People – You need to find information about customers, employees, stakeholders and other potential requesters. More importantly, you need to find explicit and specific identifiers about your persona in scope like account numbers, relationship, gender and other Identifiable Information sets.
Other Identifiers – In addition to explicit information identifiers, you still need to classify your information sets according to country & jurisdiction-specific definitions. Relational/ referential data sets – data that may be attached to other information to form identifiable data points – also need to be documented, managed and classified.
Sources of Identifiers – Traditionally customer, employee or partner information was always simply treated as islands of data on their own. Custom applications, CRM, billing and process management systems all will contain some portions of PII information sets. These authoritative information sets are all excellent sources for PII identification.

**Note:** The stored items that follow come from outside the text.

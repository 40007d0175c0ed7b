use super::graphic::{Graphic, GraphicListener, LayerKind};

/// Graphics attached to one image, shared with whatever draws that image.
#[derive(Debug, Clone, Default, PartialEq)]
pub struct OverlayModel {
    image_uid: String,
    graphics: Vec<Graphic>,
    listeners: Vec<GraphicListener>,
}

impl OverlayModel {
    pub fn new(image_uid: impl Into<String>) -> Self {
        Self {
            image_uid: image_uid.into(),
            ..Self::default()
        }
    }

    pub fn image_uid(&self) -> &str {
        &self.image_uid
    }

    pub fn graphics(&self) -> &[Graphic] {
        &self.graphics
    }

    #[cfg(test)]
    pub fn graphics_of_kind(&self, kind: LayerKind) -> impl Iterator<Item = &Graphic> {
        self.graphics
            .iter()
            .filter(move |graphic| graphic.layer_kind == kind)
    }

    pub fn add_graphic(&mut self, graphic: Graphic) {
        self.graphics.push(graphic);
    }

    /// Removes every graphic tagged with `kind`, returning how many went away.
    pub fn delete_by_layer_kind(&mut self, kind: LayerKind) -> usize {
        let before = self.graphics.len();
        self.graphics.retain(|graphic| graphic.layer_kind != kind);
        before - self.graphics.len()
    }

    pub fn graphics_listeners(&self) -> &[GraphicListener] {
        &self.listeners
    }

    pub fn add_graphics_listener(&mut self, listener: GraphicListener) {
        if !self.listeners.contains(&listener) {
            self.listeners.push(listener);
        }
    }
}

Unstructured Data – As data communications and integrations increase – data tends to exist in many different formats and locations (office documents, PDFs, etc.). In plenty of instances PII information may be included in these files (PDF from a fax machine, Excel documents with customer records, letters to individuals, etc…). This data tends to be scattered and not well controlled.
Applications & Databases – Repositories with specific functions (custom and commercial applications) are also within scope of the GDPR regulation – so must be included in any of your discovery activities. PII information may reside in any of these repositories, and may also be sources of ‘anchor’ identifier information.

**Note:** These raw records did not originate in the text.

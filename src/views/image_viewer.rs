use super::overlay_canvas::OverlayCanvas;
use crate::config::RtDisplayConfig;
use crate::message::Message;
use crate::model::DicomView;
use crate::overlay::SliceView;
use iced::widget::{canvas, column, stack, text, Image};
use iced::{Element, Length};

pub fn image_panel<'a>(
    view: Option<&'a DicomView>,
    slice: &'a SliceView,
    config: &RtDisplayConfig,
) -> Element<'a, Message> {
    let Some(view) = view else {
        return text("Select an instance to preview its first frame").into();
    };
    let caption = text(format!("File: {}", view.file_path.display())).size(14);
    let Some(image) = &view.image else {
        return column![caption, text("No frame preview available")]
            .spacing(12)
            .into();
    };

    let picture = Image::new(image.handle.clone())
        .width(Length::Fill)
        .height(Length::Fill);

    let body: Element<'a, Message> = match slice.overlay() {
        Some(overlay) if !overlay.graphics().is_empty() => {
            let layer = canvas(OverlayCanvas::new(
                overlay,
                image.columns,
                image.rows,
                slice.revision(),
                config.fill_alpha,
            ))
            .width(Length::Fill)
            .height(Length::Fill);
            stack![picture, layer].into()
        }
        _ => picture.into(),
    };

    column![caption, body].spacing(12).into()
}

Remediate – To have a ‘magic’ process that removes/ updates all PII-related data for a GDPR query in one click is quite some time away, maybe never. In the meantime, you have to comply and deliver results. ClassiDocs will report via API and/or console detected results for your PII query – leaving your team to action the request – manually, automated – or some combination of both!
Audit, Confirm, Validate – After sourcing, finding, reporting and remediating PII-related data – you will need to audit and continuously monitor for these data sets. ClassiDocs will report ‘initial’ state, ‘remediation phase’ and ‘complete state’ results as is discovers and re-scans and re-classifies data sets ongoing. You will be able to report and document your current and ongoing compliance state to the query.